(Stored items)
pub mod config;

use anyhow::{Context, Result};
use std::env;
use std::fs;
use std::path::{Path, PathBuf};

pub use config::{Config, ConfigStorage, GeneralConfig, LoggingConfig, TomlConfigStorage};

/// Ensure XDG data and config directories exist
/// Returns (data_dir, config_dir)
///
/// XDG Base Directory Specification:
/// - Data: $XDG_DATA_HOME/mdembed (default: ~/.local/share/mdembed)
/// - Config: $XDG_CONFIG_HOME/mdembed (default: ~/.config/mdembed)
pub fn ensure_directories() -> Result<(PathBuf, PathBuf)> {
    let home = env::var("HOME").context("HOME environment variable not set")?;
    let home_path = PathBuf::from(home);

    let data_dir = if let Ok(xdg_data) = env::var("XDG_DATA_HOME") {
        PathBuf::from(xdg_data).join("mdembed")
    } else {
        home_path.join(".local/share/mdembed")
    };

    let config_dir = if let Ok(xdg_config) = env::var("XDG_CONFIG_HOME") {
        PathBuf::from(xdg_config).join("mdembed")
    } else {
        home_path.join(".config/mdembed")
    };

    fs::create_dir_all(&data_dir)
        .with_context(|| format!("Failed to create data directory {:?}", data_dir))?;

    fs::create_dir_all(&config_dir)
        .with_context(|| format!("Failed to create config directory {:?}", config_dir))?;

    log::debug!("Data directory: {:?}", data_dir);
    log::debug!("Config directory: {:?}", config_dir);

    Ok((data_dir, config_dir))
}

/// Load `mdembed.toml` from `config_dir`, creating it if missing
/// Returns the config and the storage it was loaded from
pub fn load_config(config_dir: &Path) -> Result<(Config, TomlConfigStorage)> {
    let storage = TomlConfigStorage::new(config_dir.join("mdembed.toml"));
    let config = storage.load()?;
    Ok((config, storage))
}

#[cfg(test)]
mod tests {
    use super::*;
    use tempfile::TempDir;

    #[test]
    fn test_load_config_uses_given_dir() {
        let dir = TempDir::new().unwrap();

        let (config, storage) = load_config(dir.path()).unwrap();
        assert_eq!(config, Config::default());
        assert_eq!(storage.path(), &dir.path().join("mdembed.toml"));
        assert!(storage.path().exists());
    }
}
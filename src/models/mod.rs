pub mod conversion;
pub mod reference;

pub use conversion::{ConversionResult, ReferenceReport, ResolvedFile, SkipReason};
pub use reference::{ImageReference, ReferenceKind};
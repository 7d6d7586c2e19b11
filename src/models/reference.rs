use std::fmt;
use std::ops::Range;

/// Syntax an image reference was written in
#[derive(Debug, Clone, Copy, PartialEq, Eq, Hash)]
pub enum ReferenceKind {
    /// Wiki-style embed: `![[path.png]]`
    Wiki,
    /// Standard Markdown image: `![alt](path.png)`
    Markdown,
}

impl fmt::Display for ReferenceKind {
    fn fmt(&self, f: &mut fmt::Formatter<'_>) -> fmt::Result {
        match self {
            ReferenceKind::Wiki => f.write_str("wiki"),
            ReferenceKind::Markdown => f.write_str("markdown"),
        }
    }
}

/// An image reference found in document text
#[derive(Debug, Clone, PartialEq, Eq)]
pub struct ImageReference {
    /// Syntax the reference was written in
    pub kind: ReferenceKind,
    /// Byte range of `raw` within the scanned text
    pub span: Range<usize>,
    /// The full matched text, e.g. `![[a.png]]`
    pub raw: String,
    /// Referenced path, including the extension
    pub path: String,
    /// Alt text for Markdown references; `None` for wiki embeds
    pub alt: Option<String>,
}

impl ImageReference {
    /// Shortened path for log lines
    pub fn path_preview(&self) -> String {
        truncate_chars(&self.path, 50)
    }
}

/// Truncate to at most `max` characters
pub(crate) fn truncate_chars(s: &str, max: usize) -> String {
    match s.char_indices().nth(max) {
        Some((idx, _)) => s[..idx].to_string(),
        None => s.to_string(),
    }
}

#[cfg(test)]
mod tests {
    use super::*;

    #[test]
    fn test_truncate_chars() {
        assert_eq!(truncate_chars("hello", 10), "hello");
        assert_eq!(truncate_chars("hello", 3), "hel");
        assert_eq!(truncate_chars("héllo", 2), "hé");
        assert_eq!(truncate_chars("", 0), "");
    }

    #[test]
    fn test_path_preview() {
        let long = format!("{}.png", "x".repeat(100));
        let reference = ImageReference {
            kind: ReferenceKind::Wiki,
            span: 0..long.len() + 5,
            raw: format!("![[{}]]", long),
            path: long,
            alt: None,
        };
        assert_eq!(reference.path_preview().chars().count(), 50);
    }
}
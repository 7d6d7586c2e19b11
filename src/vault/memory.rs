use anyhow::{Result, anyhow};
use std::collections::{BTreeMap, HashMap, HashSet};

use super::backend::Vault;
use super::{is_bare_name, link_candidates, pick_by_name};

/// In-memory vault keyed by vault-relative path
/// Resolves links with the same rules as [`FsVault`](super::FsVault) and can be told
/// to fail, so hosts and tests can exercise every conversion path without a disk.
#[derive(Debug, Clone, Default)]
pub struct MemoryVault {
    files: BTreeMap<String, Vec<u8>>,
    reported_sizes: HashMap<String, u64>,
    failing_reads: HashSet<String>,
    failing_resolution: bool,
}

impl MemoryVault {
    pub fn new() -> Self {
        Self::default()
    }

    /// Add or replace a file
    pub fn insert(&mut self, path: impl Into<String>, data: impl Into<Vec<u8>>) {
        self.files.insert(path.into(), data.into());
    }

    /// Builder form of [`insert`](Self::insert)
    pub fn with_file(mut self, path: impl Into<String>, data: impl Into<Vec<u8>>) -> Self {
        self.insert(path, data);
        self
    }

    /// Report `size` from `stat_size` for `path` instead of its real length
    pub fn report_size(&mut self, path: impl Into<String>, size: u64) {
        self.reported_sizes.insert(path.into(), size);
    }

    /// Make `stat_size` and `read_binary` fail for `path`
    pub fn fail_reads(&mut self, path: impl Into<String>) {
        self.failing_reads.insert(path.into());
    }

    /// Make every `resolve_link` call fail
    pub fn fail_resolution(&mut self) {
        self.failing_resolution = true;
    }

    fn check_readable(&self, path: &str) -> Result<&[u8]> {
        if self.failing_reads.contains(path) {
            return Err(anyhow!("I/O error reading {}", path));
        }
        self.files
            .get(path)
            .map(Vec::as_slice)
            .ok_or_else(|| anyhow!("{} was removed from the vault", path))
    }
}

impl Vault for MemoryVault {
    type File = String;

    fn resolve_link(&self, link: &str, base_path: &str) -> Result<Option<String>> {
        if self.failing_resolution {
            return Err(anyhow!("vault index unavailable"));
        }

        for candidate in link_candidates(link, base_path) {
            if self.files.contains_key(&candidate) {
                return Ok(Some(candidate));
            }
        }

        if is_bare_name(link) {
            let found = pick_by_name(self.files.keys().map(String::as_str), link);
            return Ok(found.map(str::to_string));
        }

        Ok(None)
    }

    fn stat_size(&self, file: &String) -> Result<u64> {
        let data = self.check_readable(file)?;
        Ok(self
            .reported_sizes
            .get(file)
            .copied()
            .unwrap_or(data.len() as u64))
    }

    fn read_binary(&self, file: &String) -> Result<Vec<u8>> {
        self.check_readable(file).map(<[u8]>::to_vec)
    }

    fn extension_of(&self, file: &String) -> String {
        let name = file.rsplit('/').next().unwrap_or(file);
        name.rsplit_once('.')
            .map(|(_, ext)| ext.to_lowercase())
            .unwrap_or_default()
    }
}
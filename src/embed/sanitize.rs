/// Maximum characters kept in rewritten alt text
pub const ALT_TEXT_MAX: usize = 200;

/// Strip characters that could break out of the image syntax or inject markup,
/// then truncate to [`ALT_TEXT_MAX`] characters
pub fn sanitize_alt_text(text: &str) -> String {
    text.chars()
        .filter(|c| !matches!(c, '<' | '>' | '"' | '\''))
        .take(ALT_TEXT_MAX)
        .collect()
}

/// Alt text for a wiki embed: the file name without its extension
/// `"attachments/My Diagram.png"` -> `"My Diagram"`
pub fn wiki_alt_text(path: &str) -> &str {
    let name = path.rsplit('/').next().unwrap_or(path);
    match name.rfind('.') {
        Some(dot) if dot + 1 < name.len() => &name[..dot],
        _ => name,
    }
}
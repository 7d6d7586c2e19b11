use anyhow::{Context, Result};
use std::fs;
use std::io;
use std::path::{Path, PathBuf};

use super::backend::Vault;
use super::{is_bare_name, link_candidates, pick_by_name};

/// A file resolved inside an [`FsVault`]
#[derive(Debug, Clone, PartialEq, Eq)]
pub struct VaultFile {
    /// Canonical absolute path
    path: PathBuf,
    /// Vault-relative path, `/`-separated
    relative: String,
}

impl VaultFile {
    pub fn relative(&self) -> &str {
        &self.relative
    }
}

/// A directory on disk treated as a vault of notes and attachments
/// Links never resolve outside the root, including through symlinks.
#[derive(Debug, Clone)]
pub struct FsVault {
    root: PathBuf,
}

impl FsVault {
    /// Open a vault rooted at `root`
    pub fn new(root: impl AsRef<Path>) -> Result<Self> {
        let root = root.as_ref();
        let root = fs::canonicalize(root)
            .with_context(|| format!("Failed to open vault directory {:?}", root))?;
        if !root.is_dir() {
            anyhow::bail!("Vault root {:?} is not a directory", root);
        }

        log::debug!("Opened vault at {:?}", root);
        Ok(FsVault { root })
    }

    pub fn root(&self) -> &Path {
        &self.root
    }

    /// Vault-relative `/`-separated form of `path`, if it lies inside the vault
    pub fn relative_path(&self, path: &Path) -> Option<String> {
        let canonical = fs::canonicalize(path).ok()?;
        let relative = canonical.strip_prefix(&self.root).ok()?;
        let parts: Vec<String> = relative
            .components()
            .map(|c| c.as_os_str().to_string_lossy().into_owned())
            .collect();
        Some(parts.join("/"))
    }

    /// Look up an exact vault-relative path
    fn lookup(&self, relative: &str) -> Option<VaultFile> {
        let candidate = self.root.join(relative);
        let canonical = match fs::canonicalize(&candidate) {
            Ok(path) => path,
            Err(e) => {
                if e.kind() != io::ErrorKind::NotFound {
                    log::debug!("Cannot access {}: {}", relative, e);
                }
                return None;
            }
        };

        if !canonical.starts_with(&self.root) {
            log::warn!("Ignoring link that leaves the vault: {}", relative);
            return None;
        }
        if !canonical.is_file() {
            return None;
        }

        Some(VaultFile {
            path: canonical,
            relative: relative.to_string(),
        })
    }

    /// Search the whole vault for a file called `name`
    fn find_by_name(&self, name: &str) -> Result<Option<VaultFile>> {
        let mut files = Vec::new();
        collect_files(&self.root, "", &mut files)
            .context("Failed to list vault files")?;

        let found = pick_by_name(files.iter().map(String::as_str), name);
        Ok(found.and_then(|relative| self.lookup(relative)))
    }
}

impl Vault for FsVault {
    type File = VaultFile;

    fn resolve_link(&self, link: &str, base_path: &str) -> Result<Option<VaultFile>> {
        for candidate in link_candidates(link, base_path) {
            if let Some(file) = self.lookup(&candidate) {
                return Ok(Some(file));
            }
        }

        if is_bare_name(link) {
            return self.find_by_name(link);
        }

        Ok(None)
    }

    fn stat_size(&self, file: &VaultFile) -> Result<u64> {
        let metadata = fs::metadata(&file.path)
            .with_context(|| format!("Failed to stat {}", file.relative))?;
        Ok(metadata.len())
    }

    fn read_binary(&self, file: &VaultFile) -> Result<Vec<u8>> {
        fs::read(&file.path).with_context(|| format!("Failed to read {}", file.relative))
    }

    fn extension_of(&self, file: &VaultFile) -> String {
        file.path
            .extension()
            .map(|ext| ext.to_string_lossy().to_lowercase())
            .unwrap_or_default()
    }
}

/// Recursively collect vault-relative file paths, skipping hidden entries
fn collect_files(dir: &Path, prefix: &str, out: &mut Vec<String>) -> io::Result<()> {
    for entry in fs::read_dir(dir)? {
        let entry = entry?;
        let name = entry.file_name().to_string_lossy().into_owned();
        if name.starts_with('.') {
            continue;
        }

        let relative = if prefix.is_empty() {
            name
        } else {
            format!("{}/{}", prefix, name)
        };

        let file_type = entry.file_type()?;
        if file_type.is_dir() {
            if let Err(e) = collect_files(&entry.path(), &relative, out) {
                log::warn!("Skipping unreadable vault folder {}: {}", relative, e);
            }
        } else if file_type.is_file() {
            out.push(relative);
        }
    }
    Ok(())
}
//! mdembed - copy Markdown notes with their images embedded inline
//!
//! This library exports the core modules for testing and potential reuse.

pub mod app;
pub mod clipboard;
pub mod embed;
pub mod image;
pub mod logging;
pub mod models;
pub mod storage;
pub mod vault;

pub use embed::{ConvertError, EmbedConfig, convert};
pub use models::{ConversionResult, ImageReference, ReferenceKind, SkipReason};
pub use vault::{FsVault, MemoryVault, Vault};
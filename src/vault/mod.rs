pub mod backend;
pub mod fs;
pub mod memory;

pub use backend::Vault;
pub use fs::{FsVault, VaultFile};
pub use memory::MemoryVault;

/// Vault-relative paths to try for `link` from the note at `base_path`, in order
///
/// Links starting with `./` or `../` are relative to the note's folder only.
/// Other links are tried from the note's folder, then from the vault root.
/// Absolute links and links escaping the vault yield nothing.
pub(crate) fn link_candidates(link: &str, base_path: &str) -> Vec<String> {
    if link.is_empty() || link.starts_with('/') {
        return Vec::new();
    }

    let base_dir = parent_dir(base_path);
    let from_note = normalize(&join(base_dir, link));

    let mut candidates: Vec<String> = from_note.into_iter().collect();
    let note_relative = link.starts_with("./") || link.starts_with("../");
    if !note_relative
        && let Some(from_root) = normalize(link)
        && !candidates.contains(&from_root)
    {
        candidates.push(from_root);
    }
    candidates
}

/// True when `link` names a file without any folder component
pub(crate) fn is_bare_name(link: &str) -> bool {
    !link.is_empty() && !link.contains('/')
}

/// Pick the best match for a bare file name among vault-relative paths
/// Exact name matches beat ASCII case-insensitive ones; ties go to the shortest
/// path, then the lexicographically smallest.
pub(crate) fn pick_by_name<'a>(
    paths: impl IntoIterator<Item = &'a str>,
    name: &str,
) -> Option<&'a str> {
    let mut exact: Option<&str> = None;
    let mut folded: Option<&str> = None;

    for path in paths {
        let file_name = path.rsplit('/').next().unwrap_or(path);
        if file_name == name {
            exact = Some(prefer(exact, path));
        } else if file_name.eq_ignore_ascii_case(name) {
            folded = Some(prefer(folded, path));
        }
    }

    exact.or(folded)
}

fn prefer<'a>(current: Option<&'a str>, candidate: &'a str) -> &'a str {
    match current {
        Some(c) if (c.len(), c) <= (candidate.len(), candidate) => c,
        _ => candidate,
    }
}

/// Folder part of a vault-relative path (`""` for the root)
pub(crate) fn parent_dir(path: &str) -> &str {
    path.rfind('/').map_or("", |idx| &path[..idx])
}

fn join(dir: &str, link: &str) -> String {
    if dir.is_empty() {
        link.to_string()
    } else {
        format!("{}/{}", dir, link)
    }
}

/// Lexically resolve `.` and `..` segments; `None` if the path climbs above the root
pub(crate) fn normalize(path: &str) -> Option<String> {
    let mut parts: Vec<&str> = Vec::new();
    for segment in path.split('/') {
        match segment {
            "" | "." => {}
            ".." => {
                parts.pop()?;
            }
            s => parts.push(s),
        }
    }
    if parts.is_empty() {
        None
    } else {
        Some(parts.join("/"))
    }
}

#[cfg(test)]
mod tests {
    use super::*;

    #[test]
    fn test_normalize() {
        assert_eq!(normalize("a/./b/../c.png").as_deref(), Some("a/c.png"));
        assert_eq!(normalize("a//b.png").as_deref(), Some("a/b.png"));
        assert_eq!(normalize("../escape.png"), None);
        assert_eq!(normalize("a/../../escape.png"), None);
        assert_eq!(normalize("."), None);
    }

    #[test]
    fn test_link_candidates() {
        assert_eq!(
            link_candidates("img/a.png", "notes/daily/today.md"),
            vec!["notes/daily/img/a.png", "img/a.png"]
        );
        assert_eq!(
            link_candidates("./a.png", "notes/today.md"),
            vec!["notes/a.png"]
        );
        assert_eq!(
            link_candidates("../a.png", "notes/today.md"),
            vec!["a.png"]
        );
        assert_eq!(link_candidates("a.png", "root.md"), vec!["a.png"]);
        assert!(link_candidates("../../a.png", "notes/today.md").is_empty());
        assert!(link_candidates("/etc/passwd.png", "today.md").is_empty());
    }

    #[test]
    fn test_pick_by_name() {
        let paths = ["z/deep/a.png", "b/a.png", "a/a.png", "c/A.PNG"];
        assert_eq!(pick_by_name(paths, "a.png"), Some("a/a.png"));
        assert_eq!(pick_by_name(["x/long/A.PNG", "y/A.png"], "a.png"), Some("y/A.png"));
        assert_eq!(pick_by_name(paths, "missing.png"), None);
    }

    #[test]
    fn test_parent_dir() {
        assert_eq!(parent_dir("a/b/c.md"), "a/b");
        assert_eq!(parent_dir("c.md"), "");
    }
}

**Your task**
In the entries above, identify every line with the word "next". Copy those lines.

**Expected output**
        let name = file.rsplit('/').next().unwrap_or(file);
    let name = path.rsplit('/').next().unwrap_or(path);
        let file_name = path.rsplit('/').next().unwrap_or(path);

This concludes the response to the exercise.